Exercise aim: Look below for the line containing "fn solve_closure<S: BorrowMut<BTreeSet<State>>>(&mut"; from there through the line containing "-> Result<State, BuildError>", both lines included, please set down each line exactly and nothing else.

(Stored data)
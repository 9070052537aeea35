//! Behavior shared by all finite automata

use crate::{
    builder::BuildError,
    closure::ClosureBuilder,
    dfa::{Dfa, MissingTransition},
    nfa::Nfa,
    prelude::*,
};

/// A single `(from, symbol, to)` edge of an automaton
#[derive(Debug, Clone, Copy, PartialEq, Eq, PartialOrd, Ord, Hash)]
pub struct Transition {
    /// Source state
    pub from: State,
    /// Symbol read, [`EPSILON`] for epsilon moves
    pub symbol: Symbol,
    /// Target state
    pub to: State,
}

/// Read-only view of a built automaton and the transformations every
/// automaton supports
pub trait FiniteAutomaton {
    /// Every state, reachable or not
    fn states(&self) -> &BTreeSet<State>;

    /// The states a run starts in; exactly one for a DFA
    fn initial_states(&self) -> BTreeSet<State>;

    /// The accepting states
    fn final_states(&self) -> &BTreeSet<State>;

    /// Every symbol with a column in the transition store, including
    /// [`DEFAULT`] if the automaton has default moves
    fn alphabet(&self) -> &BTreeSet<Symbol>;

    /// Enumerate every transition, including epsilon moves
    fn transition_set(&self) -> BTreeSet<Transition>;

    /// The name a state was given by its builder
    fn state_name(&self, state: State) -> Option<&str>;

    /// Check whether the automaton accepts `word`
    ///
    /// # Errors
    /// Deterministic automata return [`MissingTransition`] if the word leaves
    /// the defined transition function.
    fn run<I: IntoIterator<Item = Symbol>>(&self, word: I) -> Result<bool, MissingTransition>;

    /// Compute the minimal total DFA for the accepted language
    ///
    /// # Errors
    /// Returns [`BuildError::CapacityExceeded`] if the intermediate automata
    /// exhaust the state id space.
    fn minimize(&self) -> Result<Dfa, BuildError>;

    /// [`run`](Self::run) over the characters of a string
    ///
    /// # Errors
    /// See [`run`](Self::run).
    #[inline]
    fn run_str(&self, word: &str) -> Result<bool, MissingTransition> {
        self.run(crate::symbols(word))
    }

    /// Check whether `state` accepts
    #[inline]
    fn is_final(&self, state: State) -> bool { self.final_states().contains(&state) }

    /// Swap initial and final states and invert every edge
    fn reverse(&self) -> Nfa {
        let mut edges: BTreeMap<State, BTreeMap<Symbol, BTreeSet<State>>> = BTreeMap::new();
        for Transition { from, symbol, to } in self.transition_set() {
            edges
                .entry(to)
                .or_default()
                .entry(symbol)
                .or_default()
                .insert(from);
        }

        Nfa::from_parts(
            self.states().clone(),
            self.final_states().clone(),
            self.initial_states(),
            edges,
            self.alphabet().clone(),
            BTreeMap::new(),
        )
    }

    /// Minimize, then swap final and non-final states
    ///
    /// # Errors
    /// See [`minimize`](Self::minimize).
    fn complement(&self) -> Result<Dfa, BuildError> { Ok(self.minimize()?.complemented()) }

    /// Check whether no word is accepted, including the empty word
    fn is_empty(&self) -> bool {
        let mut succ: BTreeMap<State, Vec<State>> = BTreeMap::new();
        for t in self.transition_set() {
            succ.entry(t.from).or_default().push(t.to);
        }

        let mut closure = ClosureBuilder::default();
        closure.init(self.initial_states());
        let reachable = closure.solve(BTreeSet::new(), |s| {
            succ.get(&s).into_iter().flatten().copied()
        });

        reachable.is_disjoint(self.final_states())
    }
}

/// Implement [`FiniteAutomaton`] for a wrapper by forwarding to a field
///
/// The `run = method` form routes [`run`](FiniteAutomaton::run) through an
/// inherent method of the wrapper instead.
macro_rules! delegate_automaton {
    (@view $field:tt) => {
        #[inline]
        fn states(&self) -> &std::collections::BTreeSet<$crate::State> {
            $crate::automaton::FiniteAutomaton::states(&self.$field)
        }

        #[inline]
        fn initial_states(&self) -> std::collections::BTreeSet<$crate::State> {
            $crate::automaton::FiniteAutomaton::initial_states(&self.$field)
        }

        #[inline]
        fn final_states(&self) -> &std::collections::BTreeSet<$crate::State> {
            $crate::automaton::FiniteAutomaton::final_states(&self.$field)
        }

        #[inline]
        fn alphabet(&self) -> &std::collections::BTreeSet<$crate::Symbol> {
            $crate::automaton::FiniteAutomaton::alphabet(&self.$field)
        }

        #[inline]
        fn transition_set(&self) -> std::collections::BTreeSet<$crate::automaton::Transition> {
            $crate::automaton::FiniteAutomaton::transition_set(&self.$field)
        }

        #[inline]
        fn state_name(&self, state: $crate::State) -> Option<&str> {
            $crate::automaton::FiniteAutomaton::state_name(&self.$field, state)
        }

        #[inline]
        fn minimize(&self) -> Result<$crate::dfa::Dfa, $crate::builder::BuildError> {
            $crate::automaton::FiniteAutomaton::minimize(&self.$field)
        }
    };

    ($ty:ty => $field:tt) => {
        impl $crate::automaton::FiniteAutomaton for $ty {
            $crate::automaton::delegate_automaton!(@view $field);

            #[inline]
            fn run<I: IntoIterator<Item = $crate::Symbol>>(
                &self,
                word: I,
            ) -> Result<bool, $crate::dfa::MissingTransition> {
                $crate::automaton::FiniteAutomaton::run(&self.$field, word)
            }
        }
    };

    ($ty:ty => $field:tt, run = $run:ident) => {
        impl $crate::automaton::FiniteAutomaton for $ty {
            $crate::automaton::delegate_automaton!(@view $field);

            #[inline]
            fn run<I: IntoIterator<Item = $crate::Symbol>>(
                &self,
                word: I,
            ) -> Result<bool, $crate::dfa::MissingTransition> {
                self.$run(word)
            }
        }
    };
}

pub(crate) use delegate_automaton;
...
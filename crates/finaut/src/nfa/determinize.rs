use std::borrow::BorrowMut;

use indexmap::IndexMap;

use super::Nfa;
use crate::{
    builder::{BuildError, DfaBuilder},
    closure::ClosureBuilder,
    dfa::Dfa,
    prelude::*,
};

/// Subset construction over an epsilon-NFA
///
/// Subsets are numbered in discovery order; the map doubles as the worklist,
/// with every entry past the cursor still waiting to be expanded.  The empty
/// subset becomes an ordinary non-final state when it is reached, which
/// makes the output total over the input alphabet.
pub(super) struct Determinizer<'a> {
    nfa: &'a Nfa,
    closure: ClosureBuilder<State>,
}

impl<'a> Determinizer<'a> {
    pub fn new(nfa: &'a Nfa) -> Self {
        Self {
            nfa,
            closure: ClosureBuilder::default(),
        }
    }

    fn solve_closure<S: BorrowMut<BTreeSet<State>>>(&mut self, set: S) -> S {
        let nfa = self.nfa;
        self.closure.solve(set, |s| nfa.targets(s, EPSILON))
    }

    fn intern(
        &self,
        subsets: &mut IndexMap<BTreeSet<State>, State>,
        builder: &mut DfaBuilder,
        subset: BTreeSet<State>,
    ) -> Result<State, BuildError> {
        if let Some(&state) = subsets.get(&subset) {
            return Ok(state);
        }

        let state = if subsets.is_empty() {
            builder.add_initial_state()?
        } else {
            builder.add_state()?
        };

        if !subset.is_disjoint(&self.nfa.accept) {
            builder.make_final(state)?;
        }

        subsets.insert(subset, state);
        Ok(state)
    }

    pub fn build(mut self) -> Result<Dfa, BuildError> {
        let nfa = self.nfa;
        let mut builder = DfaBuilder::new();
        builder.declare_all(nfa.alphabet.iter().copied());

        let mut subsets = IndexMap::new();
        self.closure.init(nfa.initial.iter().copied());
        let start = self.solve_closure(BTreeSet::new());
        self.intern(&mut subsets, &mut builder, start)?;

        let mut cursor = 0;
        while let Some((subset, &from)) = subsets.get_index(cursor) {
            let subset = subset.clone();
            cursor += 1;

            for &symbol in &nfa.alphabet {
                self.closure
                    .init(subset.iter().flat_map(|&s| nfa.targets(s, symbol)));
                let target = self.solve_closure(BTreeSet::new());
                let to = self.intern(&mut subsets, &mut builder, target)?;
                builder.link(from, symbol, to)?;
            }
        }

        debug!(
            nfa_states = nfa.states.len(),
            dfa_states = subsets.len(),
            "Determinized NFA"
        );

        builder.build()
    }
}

Completed exercise:
    fn solve_closure<S: BorrowMut<BTreeSet<State>>>(&mut self, set: S) -> S {
        let nfa = self.nfa;
        self.closure.solve(set, |s| nfa.targets(s, EPSILON))
    }

    fn intern(
        &self,
        subsets: &mut IndexMap<BTreeSet<State>, State>,
        builder: &mut DfaBuilder,
        subset: BTreeSet<State>,
    ) -> Result<State, BuildError> {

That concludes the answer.